Unlike Chambers, the shot putter has never gone off to American football proclaiming that the only way to Olympic gold was through the needle, but he too has a steroid conviction on his track-and-field record. He did not compete at the trials and is not even top of the British rankings in his event, yet was picked without any fuss at all.

Dave Collins, performance director of UKA, seemed genuinely perplexed that Myerscough's selection should be questioned, saying that the 6ft 10in Lancastrian – known as "the Blackpool Tower" – had "remained committed to athletics" and that he was not keeping emerging young athletes off the team. In this brave new world of British athletics, it seems it is possible to be a little bit pregnant when it comes to the conception of doping affairs.

The zero tolerance is rather different in Sweden, where to test positive for drugs is to become a social outcast. That is due in no small measure to the case of Ludmila Engquist. The Swedish people were slow to take her to their hearts when she arrived from Russia with a failed steroid test to her name (for which her ex-husband claimed guilt), but that changed when she overcame breast cancer to win a 100m hurdles bronze medal at the 1999 World Championships in Seville.

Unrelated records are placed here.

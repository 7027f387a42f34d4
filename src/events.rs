//! Loading event lists from disk.

use std::path::Path;

use anyhow::{Context, Result};
use revocal_core::CalendarEvent;

/// Read a JSON array of events.
pub fn load_events(path: &Path) -> Result<Vec<CalendarEvent>> {
    let content = std::fs::read_to_string(path)
        .with_context(|| format!("Could not read events file {}", path.display()))?;

    serde_json::from_str(&content)
        .with_context(|| format!("Invalid events file {}", path.display()))
}

#[cfg(test)]
mod tests {
    use super::*;

    #[test]
    fn test_load_events_file() {
        let dir = tempfile::tempdir().unwrap();
        let path = dir.path().join("events.json");
        std::fs::write(
            &path,
            r#"[{"name": "Holiday Party", "date": 1734737400000,
                 "extra": {"icon": "M12 6v3", "text": "Office Event"}}]"#,
        )
        .unwrap();

        let events = load_events(&path).unwrap();

        assert_eq!(events.len(), 1);
        assert_eq!(events[0].name, "Holiday Party");
        assert!(!events[0].all_day);
    }

    #[test]
    fn test_load_events_reports_path() {
        let dir = tempfile::tempdir().unwrap();
        let path = dir.path().join("broken.json");
        std::fs::write(&path, "{ not json").unwrap();

        let err = load_events(&path).unwrap_err();
        assert!(err.to_string().contains("broken.json"));
    }
}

Engquist was voted more popular than the Royal Family, but then turned to bobsleighing and failed another drugs test in 2001. Such was the public outrage, she attempted suicide, then fled in shame to Spain.

"It was a huge scandal," Susanna Kallur, one of the Swedish stars in Birmingham yesterday, recalled. "The Swedish people were really crazy about her." This past week they have been crazy about Kallur, the 27-year-old having turned on sufficient gas in Karlsruhe last Sunday to relieve Engquist of the indoor 60m hurdles world record she had held for 18 years, clocking 7.68sec – 0.07sec faster than her winning time yesterday. Engquist sent her a congratulatory e-mail via a newspaper. It was met with indifference by Kallur and the Swedish public.

As Kluft remarked before embarking on her three-event contest: "If I tested positive for drugs, they would spit on me in the street. In Sweden if you cheat, you're a loser." Kluft was a winner yesterday, long jumping 6.46m and clocking 6.25sec in the 60m hurdles and 52.98sec in the 400m to beat Sotherton (who jumped 6.27m, hurdled in 8.17sec and ran a scorching 52.47sec) by a margin of 18 points.

In the pentathlon in Valenica, the Swede and the British runner-up are likely to face Lyudmila Blonska, the Ukrainian who happens to have a doping conviction for stanozolol, Johnson's drug of choice.